Problem to work on: Retype only the lines at the head of the records, first through the one with "the store in", exactly as written.

(Dataset entries)
-- Opening Marker --

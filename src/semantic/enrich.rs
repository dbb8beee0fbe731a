//! Two-phase semantic enrichment.
//!
//! Concept extraction involves the external collaborators, so it cannot
//! complete inline with an item write. Instead of patching the store in
//! the background, the flow is explicit: `create_pending` hands back a
//! ticket immediately, and `complete` (or `fail`) resolves it once the
//! collaborator answers. Callers that need consistency wait on the ticket
//! rather than relying on an implicit background mutation.

use std::collections::HashMap;
use std::time::{SystemTime, UNIX_EPOCH};

use serde::Serialize;
use serde_json::json;

use crate::eid::Eid;
use crate::semantic::store::{StoreError, VectorEntry, VectorStore, CONCEPTS};

/// Errors from ticket resolution.
#[derive(Debug, thiserror::Error)]
pub enum EnrichError {
    #[error("unknown enrichment ticket {0}")]
    UnknownTicket(Eid),

    #[error("ticket {0} already resolved")]
    AlreadyResolved(Eid),

    #[error("store error: {0}")]
    Store(#[from] StoreError),
}

#[derive(Clone, Debug, PartialEq, Serialize)]
pub enum EnrichmentStatus {
    Pending,
    Done,
    Failed(String),
}

/// One in-flight (or resolved) enrichment.
#[derive(Clone, Debug, Serialize)]
pub struct EnrichmentTicket {
    pub id: Eid,
    pub item_id: String,
    pub status: EnrichmentStatus,
    /// Unix millis at creation.
    pub created_at: u128,
}

/// A concept the collaborator extracted from an item, already embedded.
#[derive(Clone, Debug)]
pub struct ExtractedConcept {
    /// Concept grouping, e.g. "topics" or "domains".
    pub category: String,
    pub concept: String,
    pub vector: Vec<f32>,
}

/// Stable id for a concept entry: `<category>-<slugified-concept>`.
/// Re-extracting the same concept reuses the same entry.
pub fn concept_id(category: &str, concept: &str) -> String {
    let slug = concept
        .split_whitespace()
        .collect::<Vec<_>>()
        .join("-")
        .to_lowercase();
    format!("{category}-{slug}")
}

/// Parse a concept-extraction response into (category, concept) pairs.
///
/// Expected shape is a JSON object of string arrays, e.g.
/// `{"keyTopics": ["rust"], "impliedCategories": ["programming"]}`.
/// Anything else degrades to an empty list; enrichment is best-effort
/// and must not sink the item it describes.
pub fn parse_concepts(text: &str) -> Vec<(String, String)> {
    let body = crate::semantic::suggest::strip_fences(text);

    let Ok(serde_json::Value::Object(map)) = serde_json::from_str(&body) else {
        log::warn!("unparseable concept extraction response, skipping enrichment");
        return vec![];
    };

    map.iter()
        .filter_map(|(category, values)| values.as_array().map(|list| (category, list)))
        .flat_map(|(category, list)| {
            list.iter()
                .filter_map(|v| v.as_str())
                .map(str::trim)
                .filter(|c| !c.is_empty())
                .map(|concept| (category.clone(), concept.to_string()))
        })
        .collect()
}

fn now_millis() -> u128 {
    SystemTime::now()
        .duration_since(UNIX_EPOCH)
        .map(|d| d.as_millis())
        .unwrap_or(0)
}

/// In-memory registry of enrichment tickets.
#[derive(Default)]
pub struct EnrichmentRegistry {
    tickets: HashMap<Eid, EnrichmentTicket>,
}

impl EnrichmentRegistry {
    pub fn new() -> Self {
        Self::default()
    }

    /// Register a pending enrichment for an item and return its ticket id.
    pub fn create_pending(&mut self, item_id: &str) -> Eid {
        let id = Eid::new();
        self.tickets.insert(
            id.clone(),
            EnrichmentTicket {
                id: id.clone(),
                item_id: item_id.to_string(),
                status: EnrichmentStatus::Pending,
                created_at: now_millis(),
            },
        );
        id
    }

    /// Resolve a ticket with the extracted concepts: store each concept
    /// vector in the concepts collection and record the concept ids on the
    /// item's metadata so assignment can use them later.
    pub fn complete(
        &mut self,
        ticket: &Eid,
        store: &mut VectorStore,
        collection: &str,
        concepts: Vec<ExtractedConcept>,
    ) -> Result<(), EnrichError> {
        let record = self
            .tickets
            .get_mut(ticket)
            .ok_or_else(|| EnrichError::UnknownTicket(ticket.clone()))?;
        if record.status != EnrichmentStatus::Pending {
            return Err(EnrichError::AlreadyResolved(ticket.clone()));
        }

        let mut concept_ids = Vec::with_capacity(concepts.len());
        for extracted in concepts {
            let id = concept_id(&extracted.category, &extracted.concept);
            store.upsert(
                CONCEPTS,
                VectorEntry::new(id.clone(), extracted.vector)
                    .with_meta("concept", extracted.concept)
                    .with_meta("category", extracted.category),
            )?;
            concept_ids.push(id);
        }

        if let Some(entry) = store.get(collection, &record.item_id)? {
            let mut entry = entry.clone();
            entry
                .metadata
                .insert("concept_ids".to_string(), json!(concept_ids));
            store.upsert(collection, entry)?;
        } else {
            log::warn!(
                "enrichment {ticket} completed for missing item {}",
                record.item_id
            );
        }

        record.status = EnrichmentStatus::Done;
        Ok(())
    }

    /// Mark a ticket failed. The item stays un-enriched; assignment simply
    /// has no concept fallback for it.
    pub fn fail(&mut self, ticket: &Eid, reason: impl Into<String>) -> Result<(), EnrichError> {
        let record = self
            .tickets
            .get_mut(ticket)
            .ok_or_else(|| EnrichError::UnknownTicket(ticket.clone()))?;
        if record.status != EnrichmentStatus::Pending {
            return Err(EnrichError::AlreadyResolved(ticket.clone()));
        }
        record.status = EnrichmentStatus::Failed(reason.into());
        Ok(())
    }

    pub fn get(&self, ticket: &Eid) -> Option<&EnrichmentTicket> {
        self.tickets.get(ticket)
    }

    pub fn pending_count(&self) -> usize {
        self.tickets
            .values()
            .filter(|t| t.status == EnrichmentStatus::Pending)
            .count()
    }
}

#[cfg(test)]
mod tests {
    use super::*;
    use crate::semantic::store::ITEMS;

    #[test]
    fn test_parse_concepts_object_of_arrays() {
        let pairs = parse_concepts(
            r#"{"keyTopics": ["Rust", "Embeddings"], "impliedCategories": ["Programming"]}"#,
        );
        assert!(pairs.contains(&("keyTopics".to_string(), "Rust".to_string())));
        assert!(pairs.contains(&("impliedCategories".to_string(), "Programming".to_string())));
        assert_eq!(pairs.len(), 3);
    }

    #[test]
    fn test_parse_concepts_garbage_is_empty() {
        assert!(parse_concepts("not json at all").is_empty());
        assert!(parse_concepts("[1, 2, 3]").is_empty());
    }

    #[test]
    fn test_parse_concepts_skips_non_strings_and_blanks() {
        let pairs = parse_concepts(r#"{"topics": ["ok", "", 42, "  "]}"#);
        assert_eq!(pairs, vec![("topics".to_string(), "ok".to_string())]);
    }

    #[test]
    fn test_concept_id_slug() {
        assert_eq!(concept_id("topics", "Machine Learning"), "topics-machine-learning");
        assert_eq!(concept_id("domains", "  Web   Dev "), "domains-web-dev");
    }

    #[test]
    fn test_create_then_complete() {
        let mut registry = EnrichmentRegistry::new();
        let mut store = VectorStore::new();
        store
            .upsert(ITEMS, VectorEntry::new("note-1", vec![1.0, 0.0]))
            .unwrap();

        let ticket = registry.create_pending("note-1");
        assert_eq!(registry.pending_count(), 1);
        assert_eq!(
            registry.get(&ticket).unwrap().status,
            EnrichmentStatus::Pending
        );

        registry
            .complete(
                &ticket,
                &mut store,
                ITEMS,
                vec![
                    ExtractedConcept {
                        category: "topics".into(),
                        concept: "Rust".into(),
                        vector: vec![0.9, 0.1],
                    },
                    ExtractedConcept {
                        category: "domains".into(),
                        concept: "Systems Programming".into(),
                        vector: vec![0.8, 0.2],
                    },
                ],
            )
            .unwrap();

        assert_eq!(registry.pending_count(), 0);
        assert_eq!(registry.get(&ticket).unwrap().status, EnrichmentStatus::Done);

        // Concepts landed in the concepts collection.
        assert!(store.get(CONCEPTS, "topics-rust").unwrap().is_some());
        assert!(store
            .get(CONCEPTS, "domains-systems-programming")
            .unwrap()
            .is_some());

        // The item now references them.
        let item = store.get(ITEMS, "note-1").unwrap().unwrap();
        let ids = item.meta("concept_ids").unwrap().as_array().unwrap();
        assert_eq!(ids.len(), 2);
    }

    #[test]
    fn test_complete_twice_is_error() {
        let mut registry = EnrichmentRegistry::new();
        let mut store = VectorStore::new();

        let ticket = registry.create_pending("note-1");
        registry.complete(&ticket, &mut store, ITEMS, vec![]).unwrap();

        let result = registry.complete(&ticket, &mut store, ITEMS, vec![]);
        assert!(matches!(result, Err(EnrichError::AlreadyResolved(_))));
    }

    #[test]
    fn test_unknown_ticket() {
        let mut registry = EnrichmentRegistry::new();
        let mut store = VectorStore::new();

        let result = registry.complete(&Eid::new(), &mut store, ITEMS, vec![]);
        assert!(matches!(result, Err(EnrichError::UnknownTicket(_))));
    }

    #[test]
    fn test_fail_records_reason() {
        let mut registry = EnrichmentRegistry::new();
        let ticket = registry.create_pending("note-1");

        registry.fail(&ticket, "collaborator timeout").unwrap();
        match &registry.get(&ticket).unwrap().status {
            EnrichmentStatus::Failed(reason) => assert_eq!(reason, "collaborator timeout"),
            other => panic!("unexpected status {other:?}"),
        }
        assert_eq!(registry.pending_count(), 0);
    }
}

-- Closing Marker --

Response to the task:
filename src/semantic/enrich.rs
repository dbb8beee0fbe731a
//! Two-phase semantic enrichment.
//!
//! Concept extraction involves the external collaborators, so it cannot
//! complete inline with an item write. Instead of patching the store in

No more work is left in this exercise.